The proliferation of booze in the newborn mining town was almost unbelievably quick; In 1880, when Park City’s population was recorded in the United States census as numbering only 1,542 residents (though there are other counts which pin the number of Parkites as high as 3,500), it was reported that almost two dozen saloons had already sprung up, supporting the lifestyles of the increasing number of drunks.[ii] The large number of saloons promoted fierce competition between the businesses’ owners, with sometimes violent consequences: in 1875, a saloon keeper named Nelson fatally injured a rival, James Wheyland, in a drunken brawl.[iii] The saloons’ patrons weren’t any better behaved than their owners, and this killing was far from the only notable incidence of drunken behavior in Park City’s early days.

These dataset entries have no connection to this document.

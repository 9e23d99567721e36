use crate::core::config::{default_config, load_config};
use crate::core::paths::describe_paths;
use crate::tools::tool_status;
use clap::Args;
use comfy_table::{presets::UTF8_FULL, Attribute, Cell, Color, Table};
use std::path::PathBuf;

#[derive(Args)]
pub struct ToolsArgs {
    /// Configuration file with [tools] overrides
    #[arg(short, long)]
    pub config: Option<PathBuf>,

    /// Output format (text, json)
    #[arg(short, long, default_value = "text")]
    pub format: String,
}

pub fn run(args: ToolsArgs) -> anyhow::Result<()> {
    let config = match &args.config {
        Some(path) => load_config(path)?,
        None => default_config(),
    };
    let statuses = tool_status(&config.tools);

    match args.format.as_str() {
        "json" => {
            let json = serde_json::to_string_pretty(&statuses)?;
            println!("{}", json);
        }
        _ => {
            let mut table = Table::new();
            table.load_preset(UTF8_FULL);

            table.set_header(vec![
                Cell::new("Tool").add_attribute(Attribute::Bold),
                Cell::new("Command").add_attribute(Attribute::Bold),
                Cell::new("Status").add_attribute(Attribute::Bold),
                Cell::new("Path").add_attribute(Attribute::Bold),
            ]);

            for status in &statuses {
                let (state, path) = match &status.path {
                    Some(path) => (
                        Cell::new("found").fg(Color::Green),
                        path.display().to_string(),
                    ),
                    None => (
                        Cell::new("missing").fg(Color::Red),
                        status.tool.install_hint().to_string(),
                    ),
                };
                table.add_row(vec![
                    Cell::new(status.tool.display_name()),
                    Cell::new(status.tool.binary_name()),
                    state,
                    Cell::new(path),
                ]);
            }

            println!("\nExternal Tools");
            println!("{}", table);
            println!("\n{}", describe_paths());
        }
    }

    Ok(())
}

The Park Record took to decrying the influence of “King Alcohol,” and it would publish accounts of drunken behavior with disapproval. Editors despaired at the frequency of such drunk and disorderly conduct, referring to one instance involving a shotgun being sold to fund a night of drinking as an “old story with some new clothes on.”[iv] The paper lectured readers in 1880 “to slack up on the beverage,” employing a morality tale about an anonymous “well-to-do citizen” being fined $23 for drunkenly breaking into a home and continuing to drink inside.[v]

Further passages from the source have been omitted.